Book Review: The Terrorist

This is a book that delves into the world of pain, of misguided anger, of isolation, of decisions - right and wrong, of guilt, of societal insensitivity, of broken relationships and their impact on children. It will leave you seething with anger - sometimes at society, sometimes at Pakistan, and sometimes at the stupidity of parents and relatives. There are no stereotypes and no role models, no one is a clear hero. A stark and grey world has been created - which all of us can easily identify with. You may be offended at some passages and events, you may be offended by some portrayal of India but for the most part you cannot deny that this is unerringly close to reality...

The Characters

Murad: An Intelligent Idiot with a habit of making the wrong decision - all through life
Captain Suri: Angry Young Man; with a baggage from the past
Ashwini Kapur: A good man; but one who knows that the good sometimes have to be bad...
Brigadier Mir: Wants revenge for Kargil; out for Blood. Indian Blood

The Plot
This is a story of 2 men : one an officer of the special forces of the Indian Army, and the other a terrorist. The officer is a man with a disturbed past; the terrorist is an Indian Muslim who has turned against India at  perceived injustices that he has to face as a result of his religion, That in itself is powerful stuff; I have to admire the author's courage for penning this. While both are victims of circumstances, both react in different fashion; one gets the support of his friend who turns it around for him while the other gets misled into a path of crime and terror; into the hands of the enemy nation. The book traces the lives of both these people, and the circumstances that defined the later part of their lives - and how they turned into what they became - Captain Suri a top-notch special forces commando, who has displayed reckless courage and superb skills; Murad a twisted and misled idiot who destroys his whole life - and of several hundred innocents - on the path to becoming one of the most feared terrorists from Pakistan. Murad is eventually asked to lead a daring attack on India; but things are moving too fast for him - leading to a confrontation with Captain Suri...

The Analysis
From a patriotic perspective, there is plenty in this book that is offensive. Loads of it, in fact.. But before you condemn it, ask yourself one question: examine your own internal attitudes before condemning anything or anyone in the book or the author. The increasing stereotyping and intolerance from both Hindu and Muslim segments of our population is a matter of fact; that is undeniable. The Shah Rukh Khan incident is still fresh in public memory. The book examines this reality of rhetoric in painstaking detail, and its impact on the minority community. This will bring a lump to your throat. However, the book takes this to extremes and frankly creates a scary picture of Indian society that is just not true. Yes, there is a chasm that has come in - but things are not as bad as has been portrayed. Some of the scenes are simply unbelievable. What is more disturbing is that nowhere is this examined as to why this has come about; by doing this, a superb opportunity  to make this book a truly class book has been missed, as opposed to the very good rating that it is getting from me now. 
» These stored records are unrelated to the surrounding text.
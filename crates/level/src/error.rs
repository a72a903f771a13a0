//! Errors raised while validating level input at the load boundary.
//! Runtime queries never fail; they return `None` or `Path::NoPath` instead.

use std::io;
use std::path::PathBuf;

use thiserror::Error;

use crate::types::Coordinate;

#[derive(Debug, Error)]
pub enum LevelError {
    #[error("level layout has no cells")]
    EmptyLayout,
    #[error("row {row} has {found} cells, expected {expected}")]
    RaggedRow { row: usize, expected: usize, found: usize },
    #[error("unknown tile glyph {glyph:?} at ({x}, {y})")]
    UnknownGlyph { glyph: char, x: usize, y: usize },
    #[error("coordinate ({}, {}) is outside the level", .0.x, .0.y)]
    OutOfBounds(Coordinate),
    #[error("failed to read {}", .path.display())]
    Io {
        path: PathBuf,
        #[source]
        source: io::Error,
    },
    #[error("invalid level config: {0}")]
    Config(#[from] toml::de::Error),
    #[error("invalid level file: {0}")]
    LevelFile(#[from] serde_json::Error),
}
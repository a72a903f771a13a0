//! The tile grid of a single level and its walkable-tile indexing.
//! This module exists so every consumer sees one owner of tile state and one
//! source of truth for graph indices.
//! It does not own texture selection or level generation.

mod indexing;
mod queries;

pub(crate) use queries::NEIGHBOUR_OFFSETS;

use std::slice::Chunks;

use rand_chacha::ChaCha8Rng;
use rand_chacha::rand_core::{Rng, SeedableRng};
use tracing::debug;

use crate::config::LevelConfig;
use crate::error::LevelError;
use crate::layout::{KindGrid, grid_dimensions};
use crate::types::{Coordinate, DesignLabel, Tile, TileKind};

/// Row-major grid of tiles. `tiles[y * width + x]` holds the tile at `(x, y)`.
///
/// Accessible tiles carry a dense graph index in scan order; the index is
/// recomputed from scratch whenever a tile changes kind.
#[derive(Clone, Debug)]
pub struct TileGrid {
    width: usize,
    height: usize,
    tiles: Vec<Tile>,
    /// Graph index -> cell position in `tiles`.
    nodes: Vec<usize>,
    design: DesignLabel,
    start: Option<usize>,
    rng: ChaCha8Rng,
}

impl TileGrid {
    pub fn from_kinds(kinds: KindGrid, design: DesignLabel) -> Result<Self, LevelError> {
        Self::from_kinds_with_config(kinds, &LevelConfig::with_design(design))
    }

    pub fn from_kinds_with_config(
        kinds: KindGrid,
        config: &LevelConfig,
    ) -> Result<Self, LevelError> {
        let (width, height) = grid_dimensions(&kinds)?;
        let tiles = kinds
            .into_iter()
            .enumerate()
            .flat_map(|(y, row)| {
                row.into_iter().enumerate().map(move |(x, kind)| {
                    Tile::new(Coordinate::new(x as i32, y as i32), kind)
                })
            })
            .collect();
        Ok(Self::assemble(width, height, tiles, config))
    }

    /// Adopts pre-built tiles. Coordinates are re-stamped from each tile's
    /// position in `rows` and indices are always recomputed.
    pub fn from_tiles(rows: Vec<Vec<Tile>>) -> Result<Self, LevelError> {
        Self::from_tiles_with_config(rows, &LevelConfig::default())
    }

    pub fn from_tiles_with_config(
        rows: Vec<Vec<Tile>>,
        config: &LevelConfig,
    ) -> Result<Self, LevelError> {
        let (width, height) = grid_dimensions(&rows)?;
        let mut tiles = Vec::with_capacity(width * height);
        for (y, row) in rows.into_iter().enumerate() {
            for (x, mut tile) in row.into_iter().enumerate() {
                let position = Coordinate::new(x as i32, y as i32);
                if tile.coordinate != position {
                    debug!(?position, stated = ?tile.coordinate, "re-stamping tile coordinate");
                    tile.coordinate = position;
                }
                tile.index = None;
                tiles.push(tile);
            }
        }
        Ok(Self::assemble(width, height, tiles, config))
    }

    fn assemble(width: usize, height: usize, tiles: Vec<Tile>, config: &LevelConfig) -> Self {
        let mut grid = Self {
            width,
            height,
            tiles,
            nodes: Vec::new(),
            design: config.design,
            start: None,
            rng: ChaCha8Rng::seed_from_u64(config.seed),
        };
        grid.rebuild_indices();
        grid.place_start_and_exit();
        grid
    }

    pub fn width(&self) -> usize {
        self.width
    }

    pub fn height(&self) -> usize {
        self.height
    }

    pub fn design(&self) -> DesignLabel {
        self.design
    }

    /// Read view of the grid, one slice per row.
    pub fn get_layout(&self) -> Chunks<'_, Tile> {
        self.tiles.chunks(self.width)
    }

    /// All tiles in scan order.
    pub fn tiles(&self) -> &[Tile] {
        &self.tiles
    }

    /// Snapshot of the tile kinds, `rows[y][x]`.
    pub fn kinds(&self) -> KindGrid {
        self.get_layout().map(|row| row.iter().map(Tile::kind).collect()).collect()
    }

    pub fn in_bounds(&self, coordinate: Coordinate) -> bool {
        coordinate.x >= 0
            && coordinate.y >= 0
            && (coordinate.x as usize) < self.width
            && (coordinate.y as usize) < self.height
    }

    pub(crate) fn cell_index(&self, coordinate: Coordinate) -> Option<usize> {
        self.in_bounds(coordinate)
            .then(|| (coordinate.y as usize) * self.width + (coordinate.x as usize))
    }

    pub fn get_tile_at(&self, coordinate: Coordinate) -> Option<&Tile> {
        self.cell_index(coordinate).map(|cell| &self.tiles[cell])
    }

    pub fn get_start(&self) -> Option<&Tile> {
        self.start.map(|cell| &self.tiles[cell])
    }

    pub fn set_start(&mut self, coordinate: Coordinate) -> Result<(), LevelError> {
        let cell = self.cell_index(coordinate).ok_or(LevelError::OutOfBounds(coordinate))?;
        self.start = Some(cell);
        Ok(())
    }

    /// The first Exit tile in scan order.
    pub fn get_end(&self) -> Option<&Tile> {
        self.tiles.iter().find(|tile| tile.kind == TileKind::Exit)
    }

    pub fn get_node_count(&self) -> usize {
        self.nodes.len()
    }

    /// The accessible tile carrying graph index `index`.
    pub fn tile_by_index(&self, index: usize) -> Option<&Tile> {
        self.nodes.get(index).map(|&cell| &self.tiles[cell])
    }

    pub fn tiles_of_kind(&self, kind: TileKind) -> impl Iterator<Item = &Tile> {
        self.tiles.iter().filter(move |tile| tile.kind == kind)
    }

    /// Replaces the kind of the tile at `coordinate` and reindexes the whole grid.
    ///
    /// The coordinate must belong to this grid; anything else is a caller bug
    /// and is ignored outside debug builds.
    pub fn change_tile_kind(&mut self, coordinate: Coordinate, kind: TileKind) {
        debug_assert!(
            self.in_bounds(coordinate),
            "change_tile_kind called with {coordinate:?} outside a {}x{} level",
            self.width,
            self.height
        );
        let Some(cell) = self.cell_index(coordinate) else {
            return;
        };
        let tile = &mut self.tiles[cell];
        tile.kind = kind;
        tile.texture_variant = None;
        self.rebuild_indices();
    }

    /// Stores a texture variant chosen by the renderer. Cleared when the kind changes.
    pub fn set_texture_variant(
        &mut self,
        coordinate: Coordinate,
        variant: impl Into<String>,
    ) -> Result<(), LevelError> {
        let cell = self.cell_index(coordinate).ok_or(LevelError::OutOfBounds(coordinate))?;
        self.tiles[cell].texture_variant = Some(variant.into());
        Ok(())
    }

    /// Uniform choice over tiles of `kind`, or over all tiles without a filter.
    pub fn get_random_tile(&mut self, kind: Option<TileKind>) -> Option<&Tile> {
        let candidates: Vec<usize> = (0..self.tiles.len())
            .filter(|&cell| kind.is_none_or(|kind| self.tiles[cell].kind == kind))
            .collect();
        let cell = self.pick(&candidates)?;
        Some(&self.tiles[cell])
    }

    pub fn get_random_tile_point(&mut self, kind: Option<TileKind>) -> Option<Coordinate> {
        self.get_random_tile(kind).map(Tile::coordinate)
    }

    pub(crate) fn pick(&mut self, candidates: &[usize]) -> Option<usize> {
        if candidates.is_empty() {
            return None;
        }
        Some(candidates[self.rng.next_u64() as usize % candidates.len()])
    }

    /// Debug dump: `W` for walls, `F` for floors and `E` for every other kind.
    pub fn print_level(&self) -> String {
        let mut output = String::with_capacity((self.width + 1) * self.height);
        for row in self.get_layout() {
            for tile in row {
                output.push(match tile.kind {
                    TileKind::Wall => 'W',
                    TileKind::Floor => 'F',
                    _ => 'E',
                });
            }
            output.push('\n');
        }
        output
    }
}

#[cfg(test)]
mod tests;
The book is a fast-paced thriller and proceeds at break-neck speed. It has been put together extremely well, and makes for a fast read. It is not light reading; not by any means, But it is not a heavy and boring read either. The intermingling of emotional content with the terror background, as well as the build-up of the principal characters through their life story is a touch of sheer class: you actually get into the skin of the character and can almost foretell their response. In other words, characterisation is truly top-notch, well defined and precise. Happily, there are no expletives and bad words, which is a major plus - given that several new authors seem to believe that the F word and constant swearing make for good content. 

It proceeds rapidly through the defining events of their respective lives, and traces the character responses of Suri and Murad. You read with distaste and chagrin at the increasing isolation of Murad, and wonder at his weakness and his character flaw that allows him to succumb; you cannot but feel angry at his capitulation to the wiles of the Pakistanis. You feel the rage as the gents from across the border suborn people; you are painted a vivid picture of a confused and angry young man. On the other hand, you get to see the courageous and righteous Captain Suri who will work your way into your hearts with his nature and his fighting spirit; you empathise with him as he struggles to come to terms with his past. Like Murad, he, too, gets hit by circumstances beyond his control and gets victimised; not only that, unlike Murad, Suri has had an unhappy childhood leaving an indelible mark on his mind and his nature. Suri has to fight both the circumstances as well as his own nature and ghosts from his past. 

The second half of the book is about the disentangling of the terror plot, and in this part - it is a work of art. There is no emotional baggage in this section; positions have now been hardened. The issue at hand is now merely the detection and the prevention of a terror plot. It is almost as if there are 2 books that have been merged into one. The changeover has been skilfully achieved, with an effortless and smooth change from character development to a fast-paced and massive detective cum thriller novel. The hero and his team members and bosses and the antogonist hurtle towards the final confrontation as the Indian team tries everything to save India and her citizens from yet another terror plot. Of particular note is the way intrigue, political games and strategy has been used to diffuse the plot; this makes for interesting reading, as what is unfolding is not just bullets and gore, but a well-thought out counter-strategy to this huge threat from across the border... all in all, a book that must be read!